Tesco’s Bengaluru Global Capability Centre has been central to the transition, serving technical and design functions that underpin the retailer’s roughly 5,000 stores and support openings of about 60 new outlets annually. According to reporting by Moneycontrol, the Bengaluru GCC has driven a roughly 35% improvement in efficiency attributable to AI, with engineers accounting for about 80% of the centre’s staff and the team credited with generating nearly £750 million in business value for Tesco’s UK business over several years. Mitra said Tesco deliberately built a captive model in India rather than relying on third-party vendors, investing in its own 15-acre campus to house that capability.
The broader labour market context supports Tesco’s approach. A McKinsey Global Institute report highlights a wider trend away from sheer employee numbers towards an emphasis on skill portfolios and firm–machine partnerships, noting that while AI can automate many activities, human expertise remains vital to validate outputs and manage systems. Cisco’s AI Workforce Consortium also found that a large majority of ICT roles now include AI technical requirements and that human skills are increasingly important to ensure responsible technology adoption.
Industry observers and analysts point to more nuanced workforce effects. Research reported by the Times of India suggests AI could displace about 5% of full-time technology roles each year over the next four to five years, while simultaneously creating more advanced roles focused on strategy, oversight and decision-making. Labour shifts in India’s IT sector , where leading firms recorded a net fall in staff in recent quarters compared with strong hiring a year earlier , illustrate how automation can compress routine headcount even as demand rises for specialised capabilities.

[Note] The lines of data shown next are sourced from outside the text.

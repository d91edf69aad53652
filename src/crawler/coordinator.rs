//! Crawler coordinator - main crawl orchestration logic
//!
//! This module ties the crawl pipeline together for each criteria set:
//! - Discovering the listing's page count
//! - Fetching and parsing listing pages under their own concurrency bound
//! - Crawling detail pages under a separate bound
//! - Merging the records of every criteria set once at the end

use crate::config::{Config, CrawlerConfig};
use crate::crawler::detail::DetailCrawler;
use crate::crawler::fetcher::{build_http_client, Fetcher};
use crate::crawler::rate_limit::RateLimiter;
use crate::crawler::scheduler::TaskPool;
use crate::extract::{ListingContext, Parsers};
use crate::records::{merge, GuidanceRecord, ListingEntry, MergedRecord};
use crate::search::SearchCriteria;
use crate::CrawlError;
use std::sync::Arc;
use tracing::Instrument;
use url::Url;

/// Main crawler structure, shared by every criteria set of a run
pub struct Crawler {
    config: CrawlerConfig,
    base_url: Url,
    fetcher: Arc<Fetcher>,
    parsers: Arc<Parsers>,
    detail: Arc<DetailCrawler>,
    list_pool: TaskPool,
    detail_pool: TaskPool,
}

impl Crawler {
    /// Creates a new crawler
    ///
    /// # Arguments
    ///
    /// * `config` - The loaded configuration
    ///
    /// # Returns
    ///
    /// * `Ok(Crawler)` - Ready to crawl
    /// * `Err(CrawlError)` - The HTTP client, base URL or selectors were invalid
    pub fn new(config: &Config) -> Result<Self, CrawlError> {
        let crawler = &config.crawler;
        let client = build_http_client(&config.user_agent, crawler.request_timeout())?;
        let limiter = Arc::new(RateLimiter::from_config(crawler));
        let fetcher = Arc::new(Fetcher::new(client, crawler.max_retries, limiter));
        let parsers = Arc::new(Parsers::new()?);
        let detail = Arc::new(DetailCrawler::new(
            Arc::clone(&fetcher),
            Arc::clone(&parsers),
            crawler.chapter_retries,
            crawler.chapter_backoff(),
        ));

        Ok(Self {
            config: crawler.clone(),
            base_url: Url::parse(&crawler.base_url)?,
            fetcher,
            parsers,
            detail,
            list_pool: TaskPool::new("listing", crawler.max_concurrent_list_pages as usize),
            detail_pool: TaskPool::new("detail", crawler.max_concurrent_detail_pages as usize),
        })
    }

    pub fn fetcher(&self) -> &Fetcher {
        &self.fetcher
    }

    /// The listing URL for a criteria set
    pub fn listing_url(&self, criteria: &SearchCriteria) -> Url {
        criteria.to_url(&self.base_url)
    }

    /// Reads the total page count from the first listing page
    ///
    /// Any failure here is fatal for the criteria set.
    pub async fn discover_total_pages(&self, search_url: &Url) -> Result<u32, CrawlError> {
        let page = self.fetcher.fetch(search_url).await?;
        let total = self
            .parsers
            .pagination
            .total_pages_html(&page.body, search_url.as_str())?;

        tracing::info!("Listing reports {} page(s)", total);
        Ok(total)
    }

    /// Crawls every listing page of a criteria set
    ///
    /// Pages are fetched concurrently and their entries concatenated in page
    /// order. A failed page is logged and contributes nothing.
    pub async fn crawl_listing(
        &self,
        criteria: &SearchCriteria,
    ) -> Result<Vec<ListingEntry>, CrawlError> {
        let discovery_url = self.listing_url(&criteria.with_page(None));
        let total = self.discover_total_pages(&discovery_url).await?;

        let pages: Vec<u32> = match criteria.page {
            Some(page) if page <= total => vec![page],
            Some(page) => {
                tracing::warn!("Requested page {} is beyond the last page {}", page, total);
                Vec::new()
            }
            None => (1..=total).collect(),
        };

        let inputs: Vec<(u32, Url)> = pages
            .iter()
            .map(|&page| (page, self.listing_url(&criteria.with_page(Some(page)))))
            .collect();
        let context = Arc::new(ListingContext::from_criteria(criteria));

        let results = self
            .list_pool
            .run(inputs, |(page, url)| {
                let fetcher = Arc::clone(&self.fetcher);
                let parsers = Arc::clone(&self.parsers);
                let context = Arc::clone(&context);
                async move {
                    let fetched = fetcher.fetch(&url).await?;
                    let entries = parsers
                        .listing
                        .parse_html(&fetched.body, &fetched.url, &context);
                    tracing::debug!("Listing page {} yielded {} entries", page, entries.len());

                    if entries.is_empty() {
                        return Err(CrawlError::EmptyResult {
                            url: url.to_string(),
                        });
                    }
                    Ok(entries)
                }
            })
            .await;

        let mut entries = Vec::new();
        for (page, result) in pages.iter().zip(results) {
            match result {
                Ok(page_entries) => entries.extend(page_entries),
                Err(e @ CrawlError::EmptyResult { .. }) => {
                    tracing::warn!("Listing page {}: {}", page, e)
                }
                Err(e) => tracing::error!("Listing page {} failed: {}", page, e),
            }
        }

        tracing::info!(
            "Collected {} entries from {} listing page(s)",
            entries.len(),
            pages.len()
        );
        Ok(entries)
    }

    /// Crawls the detail page of every entry
    ///
    /// Records come back in entry order. With contents disabled every record
    /// carries `contents = None` and nothing is fetched.
    pub async fn crawl_details(&self, entries: Vec<ListingEntry>) -> Vec<GuidanceRecord> {
        if !self.config.fetch_contents {
            return entries
                .into_iter()
                .map(|entry| GuidanceRecord::new(entry, None))
                .collect();
        }

        let results = self
            .detail_pool
            .run(entries.clone(), |entry| {
                let detail = Arc::clone(&self.detail);
                async move { Ok(detail.crawl(entry).await) }
            })
            .await;

        entries
            .into_iter()
            .zip(results)
            .map(|(entry, result)| match result {
                Ok(record) => record,
                Err(e) => {
                    tracing::error!("Detail crawl for {} did not complete: {}", entry.url, e);
                    GuidanceRecord::new(entry, None)
                }
            })
            .collect()
    }

    /// Crawls one criteria set: listing then details
    ///
    /// Runs inside a span naming the criteria; every spawned task inherits it.
    pub async fn crawl(&self, criteria: &SearchCriteria) -> Result<Vec<GuidanceRecord>, CrawlError> {
        let span = tracing::info_span!("crawl", criteria = %criteria);

        async {
            tracing::info!("Starting crawl at {}", self.listing_url(criteria));
            let entries = self.crawl_listing(criteria).await?;
            let records = self.crawl_details(entries).await;

            let with_contents = records.iter().filter(|r| r.contents.is_some()).count();
            tracing::info!(
                "Crawled {} record(s), {} with contents",
                records.len(),
                with_contents
            );
            Ok(records)
        }
        .instrument(span)
        .await
    }
}

/// Result of a complete run over all criteria sets
#[derive(Debug)]
pub struct CrawlOutcome {
    /// Merged records of every criteria set that completed
    pub records: Vec<MergedRecord>,

    /// Records produced before merging
    pub raw_count: usize,

    /// Criteria sets whose crawl failed fatally
    pub failed: Vec<(SearchCriteria, CrawlError)>,
}

impl CrawlOutcome {
    /// True when at least one criteria set was attempted and none completed
    pub fn all_failed(&self, attempted: usize) -> bool {
        attempted > 0 && self.failed.len() == attempted
    }
}

/// Runs the crawl for every configured criteria set
///
/// Sets run one after another; their records are concatenated in
/// configuration order and merged once.
///
/// # Example
///
/// ```no_run
/// # async fn example() -> Result<(), Box<dyn std::error::Error>> {
/// use guidance_crawler::config::load_config;
/// use guidance_crawler::run_crawl;
/// use std::path::Path;
///
/// let config = load_config(Path::new("crawler.toml"))?;
/// let outcome = run_crawl(&config).await?;
/// println!("{} unique records", outcome.records.len());
/// # Ok(())
/// # }
/// ```
pub async fn run_crawl(config: &Config) -> Result<CrawlOutcome, CrawlError> {
    let crawler = Crawler::new(config)?;
    let mut records = Vec::new();
    let mut failed = Vec::new();

    for criteria in &config.search {
        match crawler.crawl(criteria).await {
            Ok(set_records) => records.extend(set_records),
            Err(e) => {
                tracing::error!("Crawl aborted for [{}]: {}", criteria, e);
                failed.push((criteria.clone(), e));
            }
        }
    }

    let raw_count = records.len();
    let records = merge(records);

    tracing::info!(
        "Run finished: {} unique record(s), {} criteria set(s) failed",
        records.len(),
        failed.len()
    );

    Ok(CrawlOutcome {
        records,
        raw_count,
        failed,
    })
}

Tesco frames its own changes as evolution rather than contraction. Mitra said the company expects human workers to partner with machines, ensuring data quality, contesting erroneous outputs and validating AI-generated insight. He warned of the risk that automated systems may “hallucinate” and underlined the continuing need for human judgement.
The retailer’s India presence dates back to 2003, when it began assembling technical and operational capacity that now spans multiple functions including Tesco Business Solutions and Tesco Technology. According to Mitra, that early investment provided a foundation to develop in-house expertise rather than outsource critical architecture and store-support work.
As retailers and other industries adapt, Tesco’s plans reflect a broader strategic choice: to invest in the skills and governance required to extract value from AI while containing overall staff numbers. Company statements present this as a deliberate design to combine technological efficiency with human oversight; independent data and industry reports show the same dynamic unfolding across sectors, with automation lifting productivity even as it reconfigures the kinds of roles employers seek.